Hi, Everyone.
I have setup a lab where I am trying to configure pfsense to use AD for Authentication. I have followed the netgate document:
The problem I am encountering is, I always get a message stating that “Error during Radius authentication: No: valid Radius responses received”. I also made sure that the password that I use is working by logging into a lab computer using the vpn test account. Any suggestion as to what I may have missed?
What are function do you want to use AD for,
Permissions to smb shares and folders ? or another function
oh it will be for OpenVPN.
You don’t need RADIUS in order to only authenticate. All you need to do is setup the authentication server under User Manager → Authenitcation Server. In order to tighten up security make a group in AD for all your users that will be using using the client and enable extended query and set the memberof for the group you specified for authentication.
Then when going through the OpenVPN wizard you’ll select your authentication server from the list.
Thanks for that info, I have tried that but I am getting “Cannot connect to LDAP server” My LDAP server has an IP address of 172.16.254.10:
Here is screenshot of my AD breakdown, I want the member of vpnusers group to be able to authenticate
Here is what I have configured on my pfsense under “System->User Manager->Authentication Servers”
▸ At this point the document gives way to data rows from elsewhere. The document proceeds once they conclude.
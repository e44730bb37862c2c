//! In-flight backend operations

use serde::{Deserialize, Serialize};

use crate::middleware::EventData;
use crate::types::{
    AudioObjectId, ControlId, DataScope, EventId, INVALID_AUDIO_OBJECT_ID, INVALID_CONTROL_ID,
    Subsystem, TriggerImplId, TriggerInstanceId,
};

/// No trigger instance (prepare/unprepare events)
pub const INVALID_TRIGGER_INSTANCE_ID: TriggerInstanceId = 0;

#[derive(Debug, Clone, Copy, PartialEq, Eq, Default, Serialize, Deserialize)]
#[repr(u8)]
pub enum EventState {
    #[default]
    None = 0,
    Playing,
    /// Was `Loading`, the backend has since reported it started
    PlayingDelayed,
    Loading,
    Unloading,
}

/// One backend operation started on behalf of a trigger impl
#[derive(Debug, Clone, PartialEq)]
pub struct AtlEvent {
    pub id: EventId,
    pub object_id: AudioObjectId,
    pub trigger_id: ControlId,
    pub trigger_impl_id: TriggerImplId,
    pub trigger_instance_id: TriggerInstanceId,
    pub state: EventState,
    pub sender: Subsystem,
    pub data: Option<EventData>,
    pub scope: DataScope,
}

impl AtlEvent {
    pub fn new(id: EventId, sender: Subsystem, data: Option<EventData>) -> Self {
        Self {
            id,
            object_id: INVALID_AUDIO_OBJECT_ID,
            trigger_id: INVALID_CONTROL_ID,
            trigger_impl_id: 0,
            trigger_instance_id: INVALID_TRIGGER_INSTANCE_ID,
            state: EventState::None,
            sender,
            data,
            scope: DataScope::None,
        }
    }

    #[inline]
    pub fn is_playing(&self) -> bool {
        matches!(self.state, EventState::Playing | EventState::PlayingDelayed)
    }

    /// Forget the last operation, keeping id and backend data for reuse
    pub fn clear(&mut self) {
        *self = Self::new(self.id, self.sender, self.data);
    }
}

#[cfg(test)]
mod tests {
    use super::*;

    #[test]
    fn test_playing_states() {
        let mut event = AtlEvent::new(3, Subsystem::Middleware, Some(EventData(9)));
        assert!(!event.is_playing());
        event.state = EventState::PlayingDelayed;
        assert!(event.is_playing());
        event.state = EventState::Loading;
        assert!(!event.is_playing());
    }

    #[test]
    fn test_clear_keeps_identity() {
        let mut event = AtlEvent::new(3, Subsystem::Middleware, Some(EventData(9)));
        event.object_id = 12;
        event.trigger_id = 44;
        event.state = EventState::Playing;
        event.clear();
        assert_eq!(event.id, 3);
        assert_eq!(event.data, Some(EventData(9)));
        assert_eq!(event.object_id, INVALID_AUDIO_OBJECT_ID);
        assert_eq!(event.state, EventState::None);
    }
}
//! Listeners
//!
//! One default listener always exists. A fixed number of extra listeners is
//! preallocated and can be reserved. While an override listener is set,
//! requests addressed to it land on the default listener instead, and
//! requests that name no listener are rejected.

use std::collections::HashMap;

use crate::middleware::{AudioMiddleware, ListenerData};
use crate::position::{Vec3, WorldTransform};
use crate::types::{AudioObjectId, INVALID_AUDIO_OBJECT_ID, RequestStatus};

#[derive(Debug, Clone, PartialEq)]
pub struct ListenerObject {
    pub id: AudioObjectId,
    pub data: ListenerData,
    pub transform: WorldTransform,
}

impl ListenerObject {
    fn new(id: AudioObjectId, data: ListenerData) -> Self {
        Self {
            id,
            data,
            transform: WorldTransform::default(),
        }
    }
}

pub struct ListenerManager {
    default_listener: Option<ListenerObject>,
    free: Vec<ListenerObject>,
    active: HashMap<AudioObjectId, ListenerObject>,
    override_id: AudioObjectId,
    num_reserved: usize,
}

impl ListenerManager {
    pub fn new(num_reserved: usize) -> Self {
        Self {
            default_listener: None,
            free: Vec::with_capacity(num_reserved),
            active: HashMap::new(),
            override_id: INVALID_AUDIO_OBJECT_ID,
            num_reserved,
        }
    }

    /// Create the default listener and the reservable ones.
    ///
    /// `allocate_id` hands out ids from the object id space.
    pub fn initialize(
        &mut self,
        middleware: &mut dyn AudioMiddleware,
        mut allocate_id: impl FnMut() -> AudioObjectId,
    ) {
        if self.default_listener.is_none() {
            let id = allocate_id();
            let data = middleware.new_default_listener_data(id);
            self.default_listener = Some(ListenerObject::new(id, data));
        }

        while self.free.len() + self.active.len() < self.num_reserved {
            let id = allocate_id();
            let data = middleware.new_listener_data(id);
            self.free.push(ListenerObject::new(id, data));
        }
    }

    pub fn release(&mut self, middleware: &mut dyn AudioMiddleware) {
        for listener in self
            .free
            .drain(..)
            .chain(self.active.drain().map(|(_, l)| l))
            .chain(self.default_listener.take())
        {
            middleware.delete_listener_data(listener.data);
        }
        self.override_id = INVALID_AUDIO_OBJECT_ID;
    }

    pub fn default_listener_id(&self) -> AudioObjectId {
        self.default_listener
            .as_ref()
            .map_or(INVALID_AUDIO_OBJECT_ID, |l| l.id)
    }

    /// Position snapshot used by per-object updates
    pub fn default_listener_position(&self) -> Vec3 {
        self.default_listener
            .as_ref()
            .map_or(Vec3::ZERO, |l| l.transform.position)
    }

    pub fn reserve_id(&mut self) -> Option<AudioObjectId> {
        match self.free.pop() {
            Some(listener) => {
                let id = listener.id;
                self.active.insert(id, listener);
                Some(id)
            }
            None => {
                log::warn!("All {} reservable listeners are in use", self.num_reserved);
                None
            }
        }
    }

    pub fn release_id(&mut self, id: AudioObjectId) -> bool {
        if id == self.default_listener_id() {
            log::warn!("The default listener cannot be released");
            return false;
        }
        match self.active.remove(&id) {
            Some(mut listener) => {
                listener.transform = WorldTransform::default();
                if self.override_id == id {
                    self.override_id = INVALID_AUDIO_OBJECT_ID;
                }
                self.free.push(listener);
                true
            }
            None => {
                log::warn!("Release of unknown listener {}", id);
                false
            }
        }
    }

    pub fn lookup(&self, id: AudioObjectId) -> Option<&ListenerObject> {
        match &self.default_listener {
            Some(listener) if listener.id == id => Some(listener),
            _ => self.active.get(&id),
        }
    }

    pub fn lookup_mut(&mut self, id: AudioObjectId) -> Option<&mut ListenerObject> {
        match &mut self.default_listener {
            Some(listener) if listener.id == id => Some(listener),
            _ => self.active.get_mut(&id),
        }
    }

    pub fn override_listener_id(&self) -> AudioObjectId {
        self.override_id
    }

    /// Accepts `INVALID_AUDIO_OBJECT_ID` (clear) or a live listener
    pub fn set_override_listener_id(&mut self, id: AudioObjectId) -> bool {
        if id == INVALID_AUDIO_OBJECT_ID || self.lookup(id).is_some() {
            self.override_id = id;
            true
        } else {
            log::error!("Cannot override with unknown listener {}", id);
            false
        }
    }

    /// Listener a request addressed to `requested` acts on
    pub fn resolve(&self, requested: AudioObjectId) -> Option<AudioObjectId> {
        if self.override_id != INVALID_AUDIO_OBJECT_ID {
            if requested == self.override_id {
                Some(self.default_listener_id())
            } else if requested == INVALID_AUDIO_OBJECT_ID {
                None
            } else {
                Some(requested)
            }
        } else if requested == INVALID_AUDIO_OBJECT_ID {
            Some(self.default_listener_id())
        } else {
            Some(requested)
        }
    }

    /// Forward to the backend, caching the transform only on success
    pub fn set_position(
        &mut self,
        id: AudioObjectId,
        transform: WorldTransform,
        middleware: &mut dyn AudioMiddleware,
    ) -> RequestStatus {
        let Some(listener) = self.lookup_mut(id) else {
            log::error!("Set position on unknown listener {}", id);
            return RequestStatus::FailureInvalidObjectId;
        };
        let status = middleware.set_listener_position(listener.data, &transform);
        if status.is_success() {
            listener.transform = transform;
        }
        status
    }

    pub fn num_active(&self) -> usize {
        self.active.len()
    }
}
Incase it was not clear in the screenshot, the value for Authentication containers is: CN=VPNUsers,OU=Groups,OU=LABNETWORK,DC=Labnetwork,DC=lan
and for Extendended query:
memberof=CN=VPNUsers,OU=Groups,OU=LABNETWORK,DC=Labnetwork,DC=lan
Please help out to point out what I have misconfigured or over looked
Do you allow anonymous binding on your domain? Try to disable anonymous binding and use your domain admin account (for testing only) in your auth server config. Then you can test authentication under Diagnostics → Authentication and select your auth server.
Thanks for giving this info, I’l try this and get back to you on this.
I was able to make it work. By configuring the following:
For authentication containers, I have also to indicate the Users OU
OU=Groups,OU=LABNETWORK,DC=Labnetwork,DC=lan;OU=Users,OU=LABNETWORK,DC=Labnetwork,DC=lan
After configuring those I was able to authenticate when I go to Diagnostics->Authentication
Thank you again for your help.
You need to generate a self-signed CA Certficate on your LDAP server and import it into pfsense (System | Certificate Manager) if you want to authenticate users for OpenVPN via LDAP.
Then in LDAP Server setting, you need to specify that certificate there.
And in your OpenVPN server settings, you will be able to reference that CA Certificate too.
Can’t I use the certificate that from pfsense open vpn configuration using ldap users?
(edit)
To authenticate against the LDAP server you need a certificate.
I am probably not explaining it clearly, but follow this link to a really great tutorial (the previous one was not complete):
https://vorkbaard.nl/set-up-openvpn-on-pfsense-with-user-certificates-and-active-directory-authentication/
With that you will be able to setup OpenVPN properly.
If you are using LDAPs then you’ll need a certificate. If you are using regular LDAP you do not need a certificate.
thank you for the providing that link, unfortunately I encounter a step which I don’t understand.
(memberOf:1.2.840.113556.1.4.1941:=CN=VPNusers,CN=Users,DC=test,DC=lab) This will only return objects with objectClass ‘person’ (users you created) who are a member of (groups who are a member of) the VPNusers group. That memberOf:1.2.840.113556.1.4.1941: is a static name: it does not vary per installation and it is not a string. It is the literal name of the group.
I don’t understand this entry from the article you provided. I don’t understand what is the purpose of the value “1.2.840.113556.1.4.1941” not sure where I can find this in my AD?
“That weird looking filter (1.2.840.113556.1.4.1941) is an OID called LDAP_MATCHING_RULE_IN_CHAIN”
You can find a better explanation here: Recursive retrieval of all AD group memberships of a user.
Thank you so much for the help. I was able to make this work. I was able to connect my test machine to the Openvpn using AD user account.